• _WORK INSTRUCTIONS_: An exact transcription of every record is needed.
Segment Start: DATA TO EXAMINE
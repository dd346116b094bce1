use std::fmt;
use std::ops::{Deref, Range};
use std::sync::Arc;

/// Elements cut out of a [`ParsableBuffer`](crate::ParsableBuffer) by
/// [`slice`](crate::ParsableBuffer::slice).
///
/// No elements are copied: the slice holds on to the buffer's storage, so it
/// stays valid after the buffer itself is dropped. Read it as a `[E]`, or
/// walk it with [`iter`](Self::iter) as often as needed.
#[derive(Clone, Debug)]
pub struct ElementSlice<E> {
    data: Arc<[E]>,
    range: Range<usize>,
}

impl<E> ElementSlice<E> {
    /// `range` must already be clamped to `data`.
    pub(crate) fn new(data: Arc<[E]>, range: Range<usize>) -> Self {
        debug_assert!(range.start <= range.end && range.end <= data.len());
        Self { data, range }
    }

    pub fn len(&self) -> usize {
        self.range.len()
    }

    pub fn is_empty(&self) -> bool {
        self.range.is_empty()
    }
}

impl<E: Copy> ElementSlice<E> {
    /// Iterates the elements by value.
    pub fn iter(&self) -> std::iter::Copied<std::slice::Iter<'_, E>> {
        self.deref().iter().copied()
    }
}

impl<E> Deref for ElementSlice<E> {
    type Target = [E];

    fn deref(&self) -> &[E] {
        &self.data[self.range.clone()]
    }
}

impl<E> AsRef<[E]> for ElementSlice<E> {
    fn as_ref(&self) -> &[E] {
        self
    }
}

impl fmt::Display for ElementSlice<char> {
    fn fmt(&self, f: &mut fmt::Formatter<'_>) -> fmt::Result {
        self.iter().try_for_each(|ch| write!(f, "{}", ch))
    }
}

impl PartialEq<&str> for ElementSlice<char> {
    fn eq(&self, other: &&str) -> bool {
        self.iter().eq(other.chars())
    }
}

impl PartialEq<ElementSlice<char>> for &str {
    fn eq(&self, other: &ElementSlice<char>) -> bool {
        other == self
    }
}

// Compares contents, not which buffer or offset they came from.
impl<E: PartialEq> PartialEq for ElementSlice<E> {
    fn eq(&self, other: &Self) -> bool {
        **self == **other
    }
}

impl<E: Eq> Eq for ElementSlice<E> {}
Segment End: DATA TO EXAMINE
• _RESULT_:
repository dd346116b094bce1
use std::fmt;
use std::ops::{Deref, Range};
use std::sync::Arc;

/// Elements cut out of a [`ParsableBuffer`](crate::ParsableBuffer) by
/// [`slice`](crate::ParsableBuffer::slice).
///
/// No elements are copied: the slice holds on to the buffer's storage, so it
/// stays valid after the buffer itself is dropped. Read it as a `[E]`, or
/// walk it with [`iter`](Self::iter) as often as needed.
#[derive(Clone, Debug)]
pub struct ElementSlice<E> {
    data: Arc<[E]>,
    range: Range<usize>,
}

impl<E> ElementSlice<E> {
    /// `range` must already be clamped to `data`.
    pub(crate) fn new(data: Arc<[E]>, range: Range<usize>) -> Self {
        debug_assert!(range.start <= range.end && range.end <= data.len());
        Self { data, range }
    }

    pub fn len(&self) -> usize {
        self.range.len()
    }

    pub fn is_empty(&self) -> bool {
        self.range.is_empty()
    }
}

impl<E: Copy> ElementSlice<E> {
    /// Iterates the elements by value.
    pub fn iter(&self) -> std::iter::Copied<std::slice::Iter<'_, E>> {
        self.deref().iter().copied()
    }
}

impl<E> Deref for ElementSlice<E> {
    type Target = [E];

    fn deref(&self) -> &[E] {
        &self.data[self.range.clone()]
    }
}

impl<E> AsRef<[E]> for ElementSlice<E> {
    fn as_ref(&self) -> &[E] {
        self
    }
}

impl fmt::Display for ElementSlice<char> {
    fn fmt(&self, f: &mut fmt::Formatter<'_>) -> fmt::Result {
        self.iter().try_for_each(|ch| write!(f, "{}", ch))
    }
}

impl PartialEq<&str> for ElementSlice<char> {
    fn eq(&self, other: &&str) -> bool {
        self.iter().eq(other.chars())
    }
}

impl PartialEq<ElementSlice<char>> for &str {
    fn eq(&self, other: &ElementSlice<char>) -> bool {
        other == self
    }
}

// Compares contents, not which buffer or offset they came from.
impl<E: PartialEq> PartialEq for ElementSlice<E> {
    fn eq(&self, other: &Self) -> bool {
        **self == **other
    }
}

impl<E: Eq> Eq for ElementSlice<E> {}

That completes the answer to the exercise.